Burak Bir
30 Avril 2024•Mise à jour: 01 Mai 2024
AA / Londres / Burak Bir
La présidente de la Commission européenne, Ursula von der Leyen, a exprimé son opposition à l'opération militaire prévue à Rafah, ville du sud de la Bande de Gaza où se sont réfugiés 1,4 million de Palestiniens déplacés.
Il serait "totalement inacceptable" qu'Israël attaque Rafah, a déclaré Von der Leyen lors d'un débat organisé par POLITICO à Maastricht, aux Pays-Bas.
La présidente de la Commission, qui brigue un second mandat, a rappelé qu'elle avait visité Rafah et déclaré que la situation y était "insupportable" et "inacceptable".
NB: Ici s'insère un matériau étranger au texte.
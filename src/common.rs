use crate::config::{ComparatorQueue, Config, DataRate, Gain, Mux};
use crate::conversion::threshold_register;
use crate::{DeviceProfile, Register};

/// A single 16-bit register write
pub(crate) type RegisterWrite = (Register, u16);

/// HI_THRESH MSB set and LO_THRESH MSB clear turn ALERT/RDY into a
/// conversion ready output.
const RDY_HI_THRESH: u16 = 0x8000;
const RDY_LO_THRESH: u16 = 0x0000;
/// Chip default, the latched comparator only deasserts on a latch clear.
const COMPARATOR_LO_THRESH: u16 = 0x8000;

/// Runtime state shared by the blocking and async drivers
#[derive(Debug, Clone, Copy)]
pub(crate) struct Settings {
    pub(crate) profile: DeviceProfile,
    pub(crate) address: u8,
    pub(crate) gain: Gain,
    pub(crate) rate: DataRate,
}

impl Settings {
    pub(crate) fn new(address: u8, profile: DeviceProfile) -> Self {
        Self {
            profile,
            address,
            gain: Gain::TwoThirds,
            rate: profile.default_rate(),
        }
    }

    /// Configuration word that starts a conversion on `mux`
    pub(crate) fn reading_config(&self, mux: Mux, continuous: bool) -> Config {
        Config::new()
            // any queue setting but Disabled keeps ALERT/RDY in ready mode
            .with_comp_queue(ComparatorQueue::One as u8)
            .with_comp_latch(false)
            .with_comp_active_high(false)
            .with_comp_window(false)
            .with_single_shot(!continuous)
            .with_pga(self.gain as u8)
            .with_data_rate(self.rate.bits())
            .with_mux(mux as u8)
            .with_os(true)
    }

    /// Configuration word for a latching, active low, traditional comparator
    /// converting continuously on `mux`
    pub(crate) fn comparator_config(&self, mux: Mux) -> Config {
        Config::new()
            .with_comp_queue(ComparatorQueue::One as u8)
            .with_comp_latch(true)
            .with_comp_active_high(false)
            .with_comp_window(false)
            .with_single_shot(false)
            .with_pga(self.gain as u8)
            .with_data_rate(self.rate.bits())
            .with_mux(mux as u8)
    }

    /// Register writes that start a reading, in bus order
    pub(crate) fn start_reading(&self, mux: Mux, continuous: bool) -> [RegisterWrite; 3] {
        [
            (Register::HiThresh, RDY_HI_THRESH),
            (Register::LoThresh, RDY_LO_THRESH),
            (
                Register::Config,
                self.reading_config(mux, continuous).into(),
            ),
        ]
    }

    /// Register writes that arm the comparator, in bus order.
    ///
    /// The thresholds must be written before the configuration.
    pub(crate) fn arm_comparator(&self, mux: Mux, threshold: i16) -> [RegisterWrite; 3] {
        [
            (Register::LoThresh, COMPARATOR_LO_THRESH),
            (
                Register::HiThresh,
                threshold_register(threshold, self.profile.resolution_shift()),
            ),
            (Register::Config, self.comparator_config(mux).into()),
        ]
    }

    /// One conversion period in microseconds, rounded up
    pub(crate) fn conversion_time_us(&self) -> u32 {
        let sps = self.profile.samples_per_second(self.rate) as u32;
        1_000_000u32.div_ceil(sps)
    }

    /// Sleep between two status polls
    pub(crate) fn poll_interval_us(&self) -> u32 {
        (self.conversion_time_us() / 4).max(1)
    }
}

/// Serialize a register write as it goes on the bus
pub(crate) fn encode((reg, value): RegisterWrite) -> [u8; 3] {
    [reg as u8, (value >> 8) as u8, value as u8]
}
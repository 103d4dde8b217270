//! Async driver
//!
//! Same register protocol as [`crate::blocking`], on top of
//! `embedded-hal-async`. The unbounded [`Ads1x15::read_single_ended`] polls
//! without yielding to a timer; prefer the `_timeout` variants on executors
//! that share the core.
use embedded_hal_async::delay::DelayNs;
use embedded_hal_async::i2c::I2c;

use crate::common::{encode, RegisterWrite, Settings};
use crate::config::{Config, DataRate, DifferentialPair, Gain, Mux};
use crate::conversion::{decode, to_count, to_volts};
use crate::{Address, DeviceProfile, Error, Register};

/// ADS1015/ADS1115 on an async I2C bus
pub struct Ads1x15<I2C> {
    i2c: I2C,
    settings: Settings,
}

impl<I2C, E> Ads1x15<I2C>
where
    I2C: I2c<Error = E>,
{
    /// Create a new driver for the chip described by `profile`
    pub fn new(i2c: I2C, address: Address, profile: DeviceProfile) -> Self {
        Self {
            i2c,
            settings: Settings::new(address.into(), profile),
        }
    }

    /// Create a new ADS1015 (12-bit) driver at the default address
    pub fn new_ads1015(i2c: I2C) -> Self {
        Self::new(i2c, Address::default(), DeviceProfile::ADS1015)
    }

    /// Create a new ADS1115 (16-bit) driver at the default address
    pub fn new_ads1115(i2c: I2C) -> Self {
        Self::new(i2c, Address::default(), DeviceProfile::ADS1115)
    }

    /// Destroy the driver and return the I2C bus
    pub fn destroy(self) -> I2C {
        self.i2c
    }

    /// Change the I2C address used for all further accesses
    pub fn set_address(&mut self, address: Address) {
        self.settings.address = address.into();
    }

    /// Current 7-bit I2C address
    pub fn address(&self) -> u8 {
        self.settings.address
    }

    /// Chip profile chosen at construction
    pub fn profile(&self) -> DeviceProfile {
        self.settings.profile
    }

    /// Set the programmable gain amplifier used by the next reading
    pub fn set_gain(&mut self, gain: Gain) {
        self.settings.gain = gain;
    }

    /// Current gain
    pub fn gain(&self) -> Gain {
        self.settings.gain
    }

    /// Set the data rate used by the next reading
    pub fn set_data_rate(&mut self, rate: impl Into<DataRate>) {
        self.settings.rate = rate.into();
    }

    /// Current data rate
    pub fn data_rate(&self) -> DataRate {
        self.settings.rate
    }

    /// Duration of one conversion at the current data rate
    pub fn conversion_time_us(&self) -> u32 {
        self.settings.conversion_time_us()
    }

    /// Read a single-ended channel, waiting until the conversion is done.
    ///
    /// Channels outside 0-3 return 0 without touching the bus.
    pub async fn read_single_ended(&mut self, channel: u8) -> Result<i16, Error<E>> {
        let Some(mux) = Mux::single_ended(channel) else {
            return Ok(0);
        };
        self.read(mux).await
    }

    /// Read a differential pair, waiting until the conversion is done
    pub async fn read_differential(&mut self, pair: DifferentialPair) -> Result<i16, Error<E>> {
        self.read(pair.into()).await
    }

    /// Like [`Self::read_single_ended`], giving up with [`Error::Timeout`]
    /// once `timeout_us` has passed.
    pub async fn read_single_ended_timeout<D: DelayNs>(
        &mut self,
        channel: u8,
        delay: &mut D,
        timeout_us: u32,
    ) -> Result<i16, Error<E>> {
        let Some(mux) = Mux::single_ended(channel) else {
            return Ok(0);
        };
        self.start_reading(mux, false).await?;
        self.wait_for_conversion(delay, timeout_us).await?;
        self.last_conversion_result().await
    }

    /// Like [`Self::read_differential`], giving up with [`Error::Timeout`]
    /// once `timeout_us` has passed.
    pub async fn read_differential_timeout<D: DelayNs>(
        &mut self,
        pair: DifferentialPair,
        delay: &mut D,
        timeout_us: u32,
    ) -> Result<i16, Error<E>> {
        self.start_reading(pair.into(), false).await?;
        self.wait_for_conversion(delay, timeout_us).await?;
        self.last_conversion_result().await
    }

    /// Start a single-ended reading without waiting for it.
    ///
    /// Channels outside 0-3 are ignored.
    pub async fn start_single_ended_reading(
        &mut self,
        channel: u8,
        continuous: bool,
    ) -> Result<(), Error<E>> {
        match Mux::single_ended(channel) {
            Some(mux) => self.start_reading(mux, continuous).await,
            None => Ok(()),
        }
    }

    /// Start a differential reading without waiting for it
    pub async fn start_differential_reading(
        &mut self,
        pair: DifferentialPair,
        continuous: bool,
    ) -> Result<(), Error<E>> {
        self.start_reading(pair.into(), continuous).await
    }

    /// Arm a latching comparator on a single-ended channel, see
    /// [`crate::blocking::Ads1x15::start_comparator_single_ended`]
    pub async fn start_comparator_single_ended(
        &mut self,
        channel: u8,
        threshold: i16,
    ) -> Result<(), Error<E>> {
        let Some(mux) = Mux::single_ended(channel) else {
            return Ok(());
        };
        let writes = self.settings.arm_comparator(mux, threshold);
        self.write_all(&writes).await
    }

    /// Check whether the device finished its conversion
    pub async fn conversion_complete(&mut self) -> Result<bool, Error<E>> {
        Ok(self.read_config().await?.os())
    }

    /// Poll until the current conversion finishes or `timeout_us` passes
    pub async fn wait_for_conversion<D: DelayNs>(
        &mut self,
        delay: &mut D,
        timeout_us: u32,
    ) -> Result<(), Error<E>> {
        let step = self.settings.poll_interval_us();
        let mut waited: u32 = 0;
        loop {
            if self.conversion_complete().await? {
                return Ok(());
            }
            if waited >= timeout_us {
                return Err(Error::Timeout);
            }
            delay.delay_us(step).await;
            waited = waited.saturating_add(step);
        }
    }

    /// Read the last conversion result in counts
    pub async fn last_conversion_result(&mut self) -> Result<i16, Error<E>> {
        let raw = self.read_register(Register::Conversion).await?;
        Ok(decode(raw, self.settings.profile.resolution_shift()))
    }

    /// Read back the configuration register
    pub async fn read_config(&mut self) -> Result<Config, Error<E>> {
        self.read_register(Register::Config).await.map(Config::from)
    }

    /// Convert a count into volts at the current gain
    pub fn compute_volts(&self, count: i16) -> f32 {
        to_volts(count, self.settings.gain, self.settings.profile.resolution_shift())
    }

    /// Convert volts into a count at the current gain
    pub fn compute_count(&self, volts: f32) -> i16 {
        to_count(volts, self.settings.gain, self.settings.profile.resolution_shift())
    }

    async fn read(&mut self, mux: Mux) -> Result<i16, Error<E>> {
        self.start_reading(mux, false).await?;
        while !self.conversion_complete().await? {}
        self.last_conversion_result().await
    }

    async fn start_reading(&mut self, mux: Mux, continuous: bool) -> Result<(), Error<E>> {
        let writes = self.settings.start_reading(mux, continuous);
        self.write_all(&writes).await
    }

    async fn write_all(&mut self, writes: &[RegisterWrite]) -> Result<(), Error<E>> {
        for &write in writes {
            #[cfg(feature = "defmt")]
            defmt::trace!("write {} = {=u16:#x}", write.0, write.1);
            self.i2c
                .write(self.settings.address, &encode(write))
                .await
                .map_err(Error::I2c)?;
        }
        Ok(())
    }

    async fn read_register(&mut self, reg: Register) -> Result<u16, Error<E>> {
        let mut buf = [0u8; 2];
        self.i2c
            .write_read(self.settings.address, &[reg as u8], &mut buf)
            .await
            .map_err(Error::I2c)?;
        let value = u16::from_be_bytes(buf);
        #[cfg(feature = "defmt")]
        defmt::trace!("read {} = {=u16:#x}", reg, value);
        Ok(value)
    }
}
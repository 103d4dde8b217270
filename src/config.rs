//! Configuration register layout and its field encodings
use bitfield_struct::bitfield;

/// Definition of the 16-bit configuration register.
///
/// Fields are listed from the least significant bit upwards.
/// | Bits  | Field              |
/// |-------|--------------------|
/// | 15    | OS                 |
/// | 14:12 | MUX                |
/// | 11:9  | PGA                |
/// | 8     | MODE               |
/// | 7:5   | DR                 |
/// | 4     | COMP_MODE          |
/// | 3     | COMP_POL           |
/// | 2     | COMP_LAT           |
/// | 1:0   | COMP_QUE           |
#[bitfield(u16)]
#[derive(PartialEq, Eq)]
#[cfg_attr(feature = "defmt", derive(defmt::Format))]
pub struct Config {
    /// Comparator queue, see [`ComparatorQueue`]
    #[bits(2)]
    pub comp_queue: u8,
    /// Set to hold the ALERT/RDY pin asserted until the conversion
    /// register is read.
    pub comp_latch: bool,
    /// Set for an active high ALERT/RDY pin, cleared for active low.
    pub comp_active_high: bool,
    /// Set for a window comparator, cleared for a traditional comparator
    /// with hysteresis.
    pub comp_window: bool,
    /// Data rate, see [`DataRate`]
    #[bits(3)]
    pub data_rate: u8,
    /// Set for power-down single-shot mode, cleared for continuous
    /// conversion.
    pub single_shot: bool,
    /// Programmable gain amplifier, see [`Gain`]
    #[bits(3)]
    pub pga: u8,
    /// Input multiplexer, see [`Mux`]
    #[bits(3)]
    pub mux: u8,
    /// Write: start a single conversion.
    /// Read: set when the device is not performing a conversion.
    pub os: bool,
}

/// Programmable gain amplifier setting.
///
/// Each setting selects one symmetric full-scale range.
#[derive(Debug, Clone, Copy, PartialEq, Eq)]
#[cfg_attr(feature = "defmt", derive(defmt::Format))]
#[repr(u8)]
pub enum Gain {
    /// ±6.144V
    TwoThirds = 0b000,
    /// ±4.096V
    One = 0b001,
    /// ±2.048V
    Two = 0b010,
    /// ±1.024V
    Four = 0b011,
    /// ±0.512V
    Eight = 0b100,
    /// ±0.256V
    Sixteen = 0b101,
}

impl Gain {
    /// Full-scale range in volts
    pub const fn full_scale_range(self) -> f32 {
        match self {
            Gain::TwoThirds => 6.144,
            Gain::One => 4.096,
            Gain::Two => 2.048,
            Gain::Four => 1.024,
            Gain::Eight => 0.512,
            Gain::Sixteen => 0.256,
        }
    }
}

impl From<u8> for Gain {
    /// Decode a PGA field. The two reserved codes select ±0.256V on the
    /// device.
    fn from(value: u8) -> Self {
        match value & 0b111 {
            0b000 => Self::TwoThirds,
            0b001 => Self::One,
            0b010 => Self::Two,
            0b011 => Self::Four,
            0b100 => Self::Eight,
            _ => Self::Sixteen,
        }
    }
}

/// Encoded 3-bit data rate field.
///
/// The sample rate a code selects depends on the chip, so construct it from
/// [`Ads1015Rate`] or [`Ads1115Rate`] and look the rate up through
/// [`DeviceProfile::samples_per_second`](crate::DeviceProfile::samples_per_second).
#[derive(Debug, Clone, Copy, PartialEq, Eq)]
#[cfg_attr(feature = "defmt", derive(defmt::Format))]
pub struct DataRate(u8);

impl DataRate {
    /// Wrap a raw DR field, higher bits are discarded
    pub const fn from_bits(bits: u8) -> Self {
        Self(bits & 0b111)
    }
    /// The raw DR field
    pub const fn bits(self) -> u8 {
        self.0
    }
}

/// ADS1015 sample rates
#[derive(Debug, Clone, Copy, PartialEq, Eq)]
#[cfg_attr(feature = "defmt", derive(defmt::Format))]
#[repr(u8)]
pub enum Ads1015Rate {
    /// 128 samples per second
    Sps128 = 0b000,
    /// 250 samples per second
    Sps250 = 0b001,
    /// 490 samples per second
    Sps490 = 0b010,
    /// 920 samples per second
    Sps920 = 0b011,
    /// 1600 samples per second (default)
    Sps1600 = 0b100,
    /// 2400 samples per second
    Sps2400 = 0b101,
    /// 3300 samples per second
    Sps3300 = 0b110,
}

impl From<Ads1015Rate> for DataRate {
    fn from(rate: Ads1015Rate) -> Self {
        DataRate::from_bits(rate as u8)
    }
}

/// ADS1115 sample rates
#[derive(Debug, Clone, Copy, PartialEq, Eq)]
#[cfg_attr(feature = "defmt", derive(defmt::Format))]
#[repr(u8)]
pub enum Ads1115Rate {
    /// 8 samples per second
    Sps8 = 0b000,
    /// 16 samples per second
    Sps16 = 0b001,
    /// 32 samples per second
    Sps32 = 0b010,
    /// 64 samples per second
    Sps64 = 0b011,
    /// 128 samples per second (default)
    Sps128 = 0b100,
    /// 250 samples per second
    Sps250 = 0b101,
    /// 475 samples per second
    Sps475 = 0b110,
    /// 860 samples per second
    Sps860 = 0b111,
}

impl From<Ads1115Rate> for DataRate {
    fn from(rate: Ads1115Rate) -> Self {
        DataRate::from_bits(rate as u8)
    }
}

/// Input multiplexer setting
#[derive(Debug, Clone, Copy, PartialEq, Eq)]
#[cfg_attr(feature = "defmt", derive(defmt::Format))]
#[repr(u8)]
pub enum Mux {
    /// P = AIN0, N = AIN1
    Diff01 = 0b000,
    /// P = AIN0, N = AIN3
    Diff03 = 0b001,
    /// P = AIN1, N = AIN3
    Diff13 = 0b010,
    /// P = AIN2, N = AIN3
    Diff23 = 0b011,
    /// AIN0 against GND
    Single0 = 0b100,
    /// AIN1 against GND
    Single1 = 0b101,
    /// AIN2 against GND
    Single2 = 0b110,
    /// AIN3 against GND
    Single3 = 0b111,
}

impl Mux {
    /// Single-ended input for `channel`, `None` if the channel is not 0-3
    pub const fn single_ended(channel: u8) -> Option<Self> {
        match channel {
            0 => Some(Mux::Single0),
            1 => Some(Mux::Single1),
            2 => Some(Mux::Single2),
            3 => Some(Mux::Single3),
            _ => None,
        }
    }
}

/// Differential input pair
#[derive(Debug, Clone, Copy, PartialEq, Eq)]
#[cfg_attr(feature = "defmt", derive(defmt::Format))]
pub enum DifferentialPair {
    /// P = AIN0, N = AIN1
    Pair01,
    /// P = AIN0, N = AIN3
    Pair03,
    /// P = AIN1, N = AIN3
    Pair13,
    /// P = AIN2, N = AIN3
    Pair23,
}

impl From<DifferentialPair> for Mux {
    fn from(pair: DifferentialPair) -> Self {
        match pair {
            DifferentialPair::Pair01 => Mux::Diff01,
            DifferentialPair::Pair03 => Mux::Diff03,
            DifferentialPair::Pair13 => Mux::Diff13,
            DifferentialPair::Pair23 => Mux::Diff23,
        }
    }
}

/// Number of conversions exceeding the threshold before ALERT/RDY asserts
#[derive(Debug, Clone, Copy, PartialEq, Eq)]
#[cfg_attr(feature = "defmt", derive(defmt::Format))]
#[repr(u8)]
pub enum ComparatorQueue {
    /// Assert after one conversion
    One = 0b00,
    /// Assert after two conversions
    Two = 0b01,
    /// Assert after four conversions
    Four = 0b10,
    /// Comparator disabled, ALERT/RDY high impedance (device default)
    Disabled = 0b11,
}

#[cfg(test)]
mod tests {
    use super::*;

    #[test]
    fn field_positions() {
        assert_eq!(u16::from(Config::new().with_os(true)), 0x8000);
        assert_eq!(u16::from(Config::new().with_mux(Mux::Single3 as u8)), 0x7000);
        assert_eq!(u16::from(Config::new().with_pga(Gain::Sixteen as u8)), 0x0A00);
        assert_eq!(u16::from(Config::new().with_single_shot(true)), 0x0100);
        assert_eq!(
            u16::from(Config::new().with_data_rate(Ads1115Rate::Sps860 as u8)),
            0x00E0
        );
        assert_eq!(u16::from(Config::new().with_comp_window(true)), 0x0010);
        assert_eq!(u16::from(Config::new().with_comp_active_high(true)), 0x0008);
        assert_eq!(u16::from(Config::new().with_comp_latch(true)), 0x0004);
        assert_eq!(
            u16::from(Config::new().with_comp_queue(ComparatorQueue::Disabled as u8)),
            0x0003
        );
    }

    #[test]
    fn device_reset_value_decodes() {
        // Power-on value of the configuration register
        let cfg = Config::from(0x8583);
        assert!(cfg.os());
        assert_eq!(cfg.mux(), Mux::Diff01 as u8);
        assert_eq!(Gain::from(cfg.pga()), Gain::Two);
        assert!(cfg.single_shot());
        assert_eq!(
            DataRate::from_bits(cfg.data_rate()),
            DataRate::from(Ads1115Rate::Sps128)
        );
        assert_eq!(cfg.comp_queue(), ComparatorQueue::Disabled as u8);
    }

    #[test]
    fn reserved_pga_codes_select_smallest_range() {
        assert_eq!(Gain::from(0b110), Gain::Sixteen);
        assert_eq!(Gain::from(0b111), Gain::Sixteen);
    }

    #[test]
    fn single_ended_channel_guard() {
        assert_eq!(Mux::single_ended(0), Some(Mux::Single0));
        assert_eq!(Mux::single_ended(3), Some(Mux::Single3));
        assert_eq!(Mux::single_ended(4), None);
        assert_eq!(Mux::single_ended(255), None);
    }

    #[test]
    fn full_scale_table() {
        assert_eq!(Gain::TwoThirds.full_scale_range(), 6.144);
        assert_eq!(Gain::Two.full_scale_range(), 2.048);
        assert_eq!(Gain::Sixteen.full_scale_range(), 0.256);
    }
}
"Je ne fixe jamais de ligne rouge, mais je pense qu'il serait tout à fait inacceptable que (le Premier ministre israélien Benjamin) Netanyahu procède à une invasion", a-t-elle répondu à la question de savoir si l'attaque de Rafah constituerait "une ligne rouge" et entraînerait des sanctions à l'encontre d'Israël.
Elle a indiqué que la Commission européenne s'entretiendrait avec les États membres et agirait en conséquence en cas d'invasion de Rafah.
Malgré une opposition internationale croissante, Israël a annoncé son intention de lancer une attaque au sol à Rafah, où plus de 1,4 million de Palestiniens se sont réfugiés pour échapper à l'offensive meurtrière d'Israël contre la Bande de Gaza.
Interrogée sur la manière dont elle propose de mettre fin à la guerre, Von der Leyen a réaffirmé qu'elle avait toujours défendu "le droit d'Israël à se défendre".
Avant le débat, elle a dû faire face à une réaction concernant sa position sur Israël, après qu'une vidéo circulant sur les médias sociaux l'a montrée en train de se faire apostropher par une manifestante qui lui a lançé : "Vous êtes une criminelle de guerre".
Von der Leyen a essuyé de nombreuses critiques depuis le 7 octobre en raison de son soutien inconditionnel à Israël.
En décembre, Clare Daly, membre irlandaise du Parlement européen, a critiqué sa position sur les attaques israéliennes incessantes contre Gaza, la qualifiant de "Frau Genocide".
Israël mène une offensive meurtrière contre la Bande de Gaza depuis l'attaque transfrontalière menée, le 7 octobre dernier, par le mouvement palestinien Hamas, attaque qui, selon Tel-Aviv, aurait fait près de 1 200 morts.
Depuis lors, près de 34 500 Palestiniens ont été tués, principalement des femmes et des enfants, et plus de 77 600 autres ont été blessés dans un contexte de destruction massive et de graves pénuries de produits de première nécessité.
Plus de six mois après le déclenchement de la guerre israélienne, de vastes pans de Gaza sont en ruines, poussant 85 % de la population de l'enclave à se déplacer à l'intérieur du territoire, dans le cadre d'un blocus paralysant visant les denrées alimentaires, l'eau potable et les médicaments, d'après les données de l'ONU.
Israël est poursuivi devant la Cour internationale de justice pour crime de génocide. Une ordonnance rendue en janvier a enjoint Tel-Aviv de mettre fin aux actes à caractère génocidaire et de prendre des mesures pour garantir l'acheminement de l'aide humanitaire à la population civile de la Bande de Gaza.